Adding that to the list of things Wendy has said that I would never be able to understand, I asked. “Who is he?”
“Mother’s man,” she answered. “It won’t end until you find him.”
“Wendy I need more-“
“There is no more,” she interrupted. “Not yet, not with the pieces start falling out of place.” There was a frustrated edge to her voice that didn’t mesh with my idea of Wendy; like she was fed up with me.
“I’m sorry I didn’t listen to you about Casper,” I said.
“That die is cast. That road is set. There is nothing left but to drive it.”
“Cars drive on roads,” I said reflexively, thinking of Casper and what he used to say to me whenever things got tough.
“They used to,” Wendy said, scolding me with her eyes.
“Will they ever again?” I asked. I knew she wasn’t real. Wendy was dead, and this person standing next to me was just a product of my guilt and the stressing situation I had found myself in. But if she told me that, one day, there was even a chance that Casper and I would be together again, it would be enough to keep me going; whether she was a real seer or not.
She stared at me a long time, her vacant eyes seeing whatever weird stuff it was that seers saw when they looked at you. She cleared her throat and, with dread in her voice, said, “Hey there Sunshine.”
“What?” I asked. Heat rose in my face. “Just tell me! Tell me that I’ll see him again!”
“The doctor searches. Find Mother’s man and it all falls away.”
“I don’t care about Mother’s man. Just tell me about Casper. Please,” I begged.
She leaned into me, pressing her hands against my chest. “Hey there Sunshine.” Then she pushed me. Hard. I fell back, but instead of the streets of Crestview, I fell onto my bed.
“Sunshine,” Flora’s voice echoed in my ear. I looked around, but she was nowhere to be seen.
“Be visible,” I croaked. My throat felt raw and burned.
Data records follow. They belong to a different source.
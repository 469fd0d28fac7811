//! Sidebar navigation component

use egui::{Color32, RichText, Rounding, Sense, Vec2};
use crate::dashboard::state::DashboardView;
use crate::dashboard::theme::{ThemeColors, color_with_alpha};

/// Render the sidebar navigation
pub fn render_sidebar(ui: &mut egui::Ui, current_view: &mut DashboardView, history_len: usize) {
    ui.vertical(|ui| {
        ui.add_space(16.0);

        // Logo/Title
        ui.horizontal(|ui| {
            ui.add_space(12.0);
            ui.label(
                RichText::new("Aa")
                    .size(24.0)
                    .color(ThemeColors::ACCENT_PRIMARY)
                    .strong()
            );
        });

        ui.add_space(8.0);
        ui.horizontal(|ui| {
            ui.add_space(12.0);
            ui.label(
                RichText::new("GlyphScan")
                    .size(11.0)
                    .color(ThemeColors::TEXT_MUTED)
            );
        });

        ui.add_space(24.0);
        ui.separator();
        ui.add_space(16.0);

        let highlighted = current_view.nav_parent();
        for view in DashboardView::NAVIGATION {
            let label = match view {
                DashboardView::History if history_len > 0 => format!("{} ({})", view.name(), history_len),
                _ => view.name().to_string(),
            };
            if nav_button(ui, view.icon(), &label, highlighted == view) {
                *current_view = view;
            }
            ui.add_space(4.0);
        }

        // Spacer to push version to bottom
        ui.with_layout(egui::Layout::bottom_up(egui::Align::LEFT), |ui| {
            ui.add_space(12.0);
            ui.horizontal(|ui| {
                ui.add_space(12.0);
                ui.label(
                    RichText::new(concat!("v", env!("CARGO_PKG_VERSION")))
                        .size(10.0)
                        .color(ThemeColors::TEXT_MUTED)
                );
            });
            ui.add_space(8.0);
            ui.separator();
        });
    });
}

/// Render a navigation button
fn nav_button(ui: &mut egui::Ui, icon: &str, label: &str, is_selected: bool) -> bool {
    let desired_size = Vec2::new(ui.available_width() - 16.0, 36.0);
    let (rect, response) = ui.allocate_exact_size(desired_size, Sense::click());

    if ui.is_rect_visible(rect) {
        let (bg_color, text_color) = if is_selected {
            (color_with_alpha(ThemeColors::ACCENT_PRIMARY, 51), ThemeColors::ACCENT_PRIMARY)
        } else if response.hovered() {
            (ThemeColors::BG_HOVER, ThemeColors::TEXT_PRIMARY)
        } else {
            (Color32::TRANSPARENT, ThemeColors::TEXT_SECONDARY)
        };

        let painter = ui.painter();
        painter.rect_filled(rect.shrink2(Vec2::new(8.0, 0.0)), Rounding::same(6.0), bg_color);

        if is_selected {
            let indicator_rect = egui::Rect::from_min_size(
                rect.left_top() + Vec2::new(8.0, 6.0),
                Vec2::new(3.0, rect.height() - 12.0),
            );
            painter.rect_filled(indicator_rect, Rounding::same(1.5), ThemeColors::ACCENT_PRIMARY);
        }

        for (offset, text) in [(24.0, icon), (48.0, label)] {
            painter.text(
                rect.left_center() + Vec2::new(offset, 0.0),
                egui::Align2::LEFT_CENTER,
                text,
                egui::FontId::proportional(14.0),
                text_color,
            );
        }
    }

    response.clicked()
}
My joints ached something fierce. “Now what did you say.
“Sorry.” She came into view dressed in Breaker battle fatigues; a skintight black and white suit with accents of gold at the shoulders. She was holding a bottle of water in one hand, while her other traced her hair nervously. “It’s time to get up. You’ve been asleep for almost seventeen hours. Breakers get up with the Sunshine, especially today.”
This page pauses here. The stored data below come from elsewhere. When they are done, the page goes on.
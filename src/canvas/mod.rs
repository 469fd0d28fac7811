//! Drawing Canvas Layer
//!
//! Freehand stroke capture for the drawing tab. Strokes are recorded in the
//! canvas's local coordinate space, smoothed for display, and exported to a
//! square image for recognition.

pub mod path;
pub mod render;
pub mod snapshot;

pub use render::CanvasRenderer;
pub use snapshot::{CanvasSize, ExportError, ExportOptions, Snapshot, SnapshotExporter};

/// A sampled pointer location relative to the canvas origin
#[derive(Debug, Clone, Copy, PartialEq, Default)]
pub struct Point {
    pub x: f32,
    pub y: f32,
}

impl Point {
    pub const fn new(x: f32, y: f32) -> Self {
        Self { x, y }
    }

    /// Point halfway between `self` and `other`
    pub fn midpoint(self, other: Point) -> Point {
        Point::new((self.x + other.x) / 2.0, (self.y + other.y) / 2.0)
    }

    /// Euclidean distance to `other`
    pub fn distance(self, other: Point) -> f32 {
        ((self.x - other.x).powi(2) + (self.y - other.y).powi(2)).sqrt()
    }
}

/// One continuous drag gesture, in the order points were sampled
#[derive(Debug, Clone, PartialEq, Default)]
pub struct Stroke {
    points: Vec<Point>,
}

impl Stroke {
    /// Start a stroke anchored at `origin`
    pub fn starting_at(origin: Point) -> Self {
        Self { points: vec![origin] }
    }

    #[cfg(test)]
    pub fn from_points(points: Vec<Point>) -> Self {
        Self { points }
    }

    pub fn push(&mut self, point: Point) {
        self.points.push(point);
    }

    pub fn points(&self) -> &[Point] {
        &self.points
    }

    pub fn len(&self) -> usize {
        self.points.len()
    }

    fn last(&self) -> Option<Point> {
        self.points.last().copied()
    }

    /// Whether the stroke has enough points to be smoothed and drawn
    pub fn is_drawable(&self) -> bool {
        self.points.len() >= MIN_STROKE_POINTS
    }
}

/// Strokes shorter than this are discarded on release
pub const MIN_STROKE_POINTS: usize = 2;

/// Completed strokes plus the stroke currently being dragged
///
/// The in-progress stroke only joins the completed list on pointer release.
/// `revision` changes whenever the completed list changes so renderers can
/// tell when cached geometry is stale.
#[derive(Debug, Clone, Default)]
pub struct DrawingSession {
    strokes: Vec<Stroke>,
    current: Option<Stroke>,
    revision: u64,
}

impl DrawingSession {
    pub fn new() -> Self {
        Self::default()
    }

    /// Pointer down: begin a new stroke at `point`
    ///
    /// A stroke left open by a missed release is dropped first.
    pub fn begin_stroke(&mut self, point: Point) {
        self.current = Some(Stroke::starting_at(point));
    }

    /// Pointer move: append to the in-progress stroke
    ///
    /// Returns false when no stroke is in progress or the pointer has not
    /// moved since the last sample.
    pub fn extend_stroke(&mut self, point: Point) -> bool {
        match self.current.as_mut() {
            Some(stroke) if stroke.last() != Some(point) => {
                stroke.push(point);
                true
            }
            _ => false,
        }
    }

    /// Pointer up: commit the in-progress stroke
    ///
    /// Returns true when the stroke was long enough to keep.
    pub fn end_stroke(&mut self) -> bool {
        match self.current.take() {
            Some(stroke) if stroke.is_drawable() => {
                self.strokes.push(stroke);
                self.revision += 1;
                true
            }
            _ => false,
        }
    }

    /// Remove every stroke, including one being dragged
    pub fn clear(&mut self) {
        self.strokes.clear();
        self.current = None;
        self.revision += 1;
    }

    pub fn strokes(&self) -> &[Stroke] {
        &self.strokes
    }

    pub fn in_progress(&self) -> Option<&Stroke> {
        self.current.as_ref()
    }

    pub fn is_drawing(&self) -> bool {
        self.current.is_some()
    }

    /// True when nothing has been committed yet
    pub fn is_empty(&self) -> bool {
        self.strokes.is_empty()
    }

    pub fn revision(&self) -> u64 {
        self.revision
    }
}

#[cfg(test)]
mod tests {
    use super::*;

    fn drag(session: &mut DrawingSession, points: &[(f32, f32)]) -> bool {
        let mut iter = points.iter();
        if let Some(&(x, y)) = iter.next() {
            session.begin_stroke(Point::new(x, y));
        }
        for &(x, y) in iter {
            session.extend_stroke(Point::new(x, y));
        }
        session.end_stroke()
    }

    #[test]
    fn test_stroke_committed_on_release() {
        let mut session = DrawingSession::new();
        assert!(drag(&mut session, &[(1.0, 1.0), (2.0, 3.0), (4.0, 5.0)]));

        assert_eq!(session.strokes().len(), 1);
        assert_eq!(session.strokes()[0].len(), 3);
        assert!(session.in_progress().is_none());
        assert!(!session.is_drawing());
    }

    #[test]
    fn test_in_progress_not_completed_until_release() {
        let mut session = DrawingSession::new();
        session.begin_stroke(Point::new(0.0, 0.0));
        session.extend_stroke(Point::new(5.0, 5.0));

        assert!(session.is_empty());
        assert_eq!(session.in_progress().map(|s| s.len()), Some(2));
    }

    #[test]
    fn test_single_point_stroke_discarded() {
        let mut session = DrawingSession::new();
        assert!(!drag(&mut session, &[(10.0, 10.0)]));

        assert!(session.is_empty());
        assert!(session.in_progress().is_none());
        assert_eq!(session.revision(), 0);
    }

    #[test]
    fn test_tap_without_movement_leaves_canvas_empty() {
        let mut session = DrawingSession::new();
        session.begin_stroke(Point::new(192.0, 92.0));
        assert!(!session.extend_stroke(Point::new(192.0, 92.0)));
        assert!(!session.end_stroke());

        assert!(session.is_empty());
        assert_eq!(session.revision(), 0);
    }

    #[test]
    fn test_repeated_sample_not_duplicated() {
        let mut session = DrawingSession::new();
        assert!(drag(&mut session, &[(0.0, 0.0), (0.0, 0.0), (4.0, 4.0), (4.0, 4.0)]));

        assert_eq!(
            session.strokes()[0].points(),
            &[Point::new(0.0, 0.0), Point::new(4.0, 4.0)]
        );
    }

    #[test]
    fn test_release_without_stroke_is_noop() {
        let mut session = DrawingSession::new();
        assert!(!session.end_stroke());
        assert!(!session.extend_stroke(Point::new(1.0, 1.0)));
        assert!(session.is_empty());
    }

    #[test]
    fn test_out_of_bounds_points_accepted() {
        let mut session = DrawingSession::new();
        drag(&mut session, &[(-50.0, -10.0), (9000.0, 12.5)]);

        let points = session.strokes()[0].points().to_vec();
        assert_eq!(points, vec![Point::new(-50.0, -10.0), Point::new(9000.0, 12.5)]);
    }

    #[test]
    fn test_strokes_kept_in_completion_order() {
        let mut session = DrawingSession::new();
        drag(&mut session, &[(0.0, 0.0), (1.0, 1.0)]);
        drag(&mut session, &[(5.0, 5.0), (6.0, 6.0)]);

        assert_eq!(session.strokes()[0].points()[0], Point::new(0.0, 0.0));
        assert_eq!(session.strokes()[1].points()[0], Point::new(5.0, 5.0));
        assert_eq!(session.revision(), 2);
    }

    #[test]
    fn test_clear_resets_everything() {
        let mut session = DrawingSession::new();
        drag(&mut session, &[(0.0, 0.0), (1.0, 1.0)]);
        session.begin_stroke(Point::new(3.0, 3.0));

        session.clear();

        assert!(session.is_empty());
        assert!(!session.is_drawing());
        assert!(session.in_progress().is_none());
    }

    #[test]
    fn test_point_midpoint_and_distance() {
        let a = Point::new(0.0, 0.0);
        let b = Point::new(6.0, 8.0);
        assert_eq!(a.midpoint(b), Point::new(3.0, 4.0));
        assert!((a.distance(b) - 10.0).abs() < 1e-6);
    }
}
“Seventeen hours?” I moaned. “It’s tomorrow already?”
Flora tilted her head. “I’m unsure of how to answer that question. Yes, it is the day after the one that you’re inquiring about. But, as we are currently living in it, tomorrow is technically…well, it is technically tomorrow.”
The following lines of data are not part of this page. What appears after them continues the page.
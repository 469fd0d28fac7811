//! Settings view - recognition options and service status

use egui::RichText;
use parking_lot::RwLock;
use std::cell::Cell;
use std::sync::Arc;

use crate::dashboard::components::{CardStatus, StatusCard};
use crate::dashboard::state::SettingsViewState;
use crate::dashboard::theme::{card_frame, ThemeColors};
use crate::recognition::ModelKind;
use crate::shared::{ServiceCommand, SharedAppState};

/// Render the settings view
pub fn render_settings_view(
    ui: &mut egui::Ui,
    view_state: &mut SettingsViewState,
    shared_state: &Arc<RwLock<SharedAppState>>,
) {
    ui.heading(RichText::new("Settings").size(24.0).strong());
    ui.add_space(8.0);
    ui.label(
        RichText::new("Recognition model, image processing and service connection")
            .size(14.0)
            .color(ThemeColors::TEXT_SECONDARY)
    );

    ui.add_space(24.0);

    // Track changes using Cell to avoid borrow issues
    let changed = Cell::new(false);

    egui::ScrollArea::vertical().show(ui, |ui| {
        render_model_section(ui, shared_state, &changed);
        ui.add_space(16.0);
        render_processing_section(ui, shared_state, &changed);
        ui.add_space(16.0);
        render_server_section(ui, view_state, shared_state, &changed);
        ui.add_space(16.0);
        render_model_info(ui);

        ui.add_space(24.0);
        ui.label(
            RichText::new("Settings are saved automatically")
                .size(12.0)
                .color(ThemeColors::TEXT_MUTED)
        );
    });

    // Picked up by the dashboard app, which writes the config file
    if changed.get() {
        view_state.has_unsaved_changes = true;
    }
}

fn section_title(ui: &mut egui::Ui, title: &str) {
    ui.heading(RichText::new(title).size(16.0));
    ui.add_space(12.0);
    ui.separator();
    ui.add_space(12.0);
}

fn render_model_section(
    ui: &mut egui::Ui,
    shared_state: &Arc<RwLock<SharedAppState>>,
    changed: &Cell<bool>,
) {
    card_frame().show(ui, |ui| {
        ui.set_width(ui.available_width());
        section_title(ui, "Model");

        let mut state = shared_state.write();
        let selected = state.config.recognition.selected_model;
        let readiness = state.runtime.readiness(selected);
        let busy = state.runtime.is_switching_model;

        ui.horizontal(|ui| {
            let active = state
                .runtime
                .service
                .current_model
                .map(|m| m.to_string())
                .unwrap_or_else(|| "None".to_string());
            StatusCard::new("Active model", active, CardStatus::from_runtime(&state.runtime, readiness))
                .show(ui);

            ui.add_space(16.0);
            ui.vertical(|ui| {
                if ui.add_enabled(!busy, egui::Button::new("Reload model")).clicked() {
                    state.runtime.request(ServiceCommand::SwitchModel(selected));
                }
                if ui
                    .add_enabled(!state.runtime.is_checking_health, egui::Button::new("Check status"))
                    .clicked()
                {
                    state.runtime.request(ServiceCommand::CheckHealth);
                }
            });
        });

        ui.add_space(12.0);

        for model in ModelKind::ALL {
            ui.horizontal(|ui| {
                let clicked = ui
                    .add_enabled(!busy, egui::RadioButton::new(selected == model, model.as_str()))
                    .clicked();
                ui.label(
                    RichText::new(model.description())
                        .size(12.0)
                        .color(ThemeColors::TEXT_MUTED)
                );
                if clicked && selected != model {
                    state.config.recognition.selected_model = model;
                    state.runtime.request(ServiceCommand::SwitchModel(model));
                    changed.set(true);
                }
            });
        }
    });
}

fn render_processing_section(
    ui: &mut egui::Ui,
    shared_state: &Arc<RwLock<SharedAppState>>,
    changed: &Cell<bool>,
) {
    card_frame().show(ui, |ui| {
        ui.set_width(ui.available_width());
        section_title(ui, "Image processing");

        let mut state = shared_state.write();
        let recognition = &mut state.config.recognition;

        if ui.checkbox(&mut recognition.enhance_image, "Enhance image").changed() {
            changed.set(true);
        }
        ui.label(
            RichText::new("Improve contrast and clean up noise before recognition")
                .size(11.0)
                .color(ThemeColors::TEXT_MUTED)
        );
        ui.add_space(8.0);

        if ui.checkbox(&mut recognition.post_process, "Post-process text").changed() {
            changed.set(true);
        }
        ui.label(
            RichText::new("Correct common recognition mistakes in the result")
                .size(11.0)
                .color(ThemeColors::TEXT_MUTED)
        );
    });
}

fn render_server_section(
    ui: &mut egui::Ui,
    view_state: &mut SettingsViewState,
    shared_state: &Arc<RwLock<SharedAppState>>,
    changed: &Cell<bool>,
) {
    card_frame().show(ui, |ui| {
        ui.set_width(ui.available_width());
        section_title(ui, "Server");

        let current = shared_state.read().config.general.server_url.clone();
        let input = view_state.server_url_input.get_or_insert_with(|| current.clone());

        ui.horizontal(|ui| {
            ui.label("Server URL:");
            ui.add_space(8.0);
            ui.add(egui::TextEdit::singleline(input).desired_width(280.0));

            let edited = input.trim() != current;
            if ui.add_enabled(edited, egui::Button::new("Save")).clicked() {
                let url = input.trim().to_string();
                let mut state = shared_state.write();
                state.config.general.server_url = url;
                state.runtime.set_notice("Server URL saved. Restart GlyphScan to connect to it.");
                changed.set(true);
            }
        });

        let mut state = shared_state.write();
        if ui
            .checkbox(&mut state.config.general.keep_diagnostic_copies, "Keep a copy of every recognized image")
            .changed()
        {
            changed.set(true);
        }
    });
}

fn render_model_info(ui: &mut egui::Ui) {
    card_frame().show(ui, |ui| {
        ui.set_width(ui.available_width());
        section_title(ui, "Model information");

        egui::Grid::new("model_info")
            .num_columns(2)
            .spacing([40.0, 8.0])
            .show(ui, |ui| {
                for (label, value) in [
                    ("Architecture:", ModelKind::Cnn.description()),
                    ("Input size:", "28x28x1 (grayscale)"),
                    ("Output classes:", "36 (A-Z, 0-9)"),
                ] {
                    ui.label(RichText::new(label).color(ThemeColors::TEXT_MUTED));
                    ui.label(value);
                    ui.end_row();
                }
            });
    });
}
I sat up, spasms of stiffness wrenching at my body. “Why’d you let me sleep for so long?”
“Because I was unaware that your sleep patterns fell under my jurisdiction,” she answered flatly. “And you looked just plain adorable.” She gave me a crooked smile. “Who is Casper?”
My heart jumped. “I was talking in my sleep?” I asked, as the pieces of my dream came floating back into my consciousness. Flora nodded. “He’s someone that I used to know.”
“Someone from home?” Flora asked.
I nodded. “He came with me here though; was here during the whole Allister Leeman thing.” My eyes flickered down to the bed. “He got freaked out though, not that I blame him. He left afterward. I have no idea where he is now.”
Okay, so yes, I was lying to Flora. Knowing my secret was one thing, but the Council had asked about Casper’s whereabouts pretty immediately after that night in Crestview. And letting anyone, even Flora, know where he was or that I knew where he was might lead the Council to him. And I wasn’t about to risk that. Lord only knew what those crazies would do to him if they had the chance.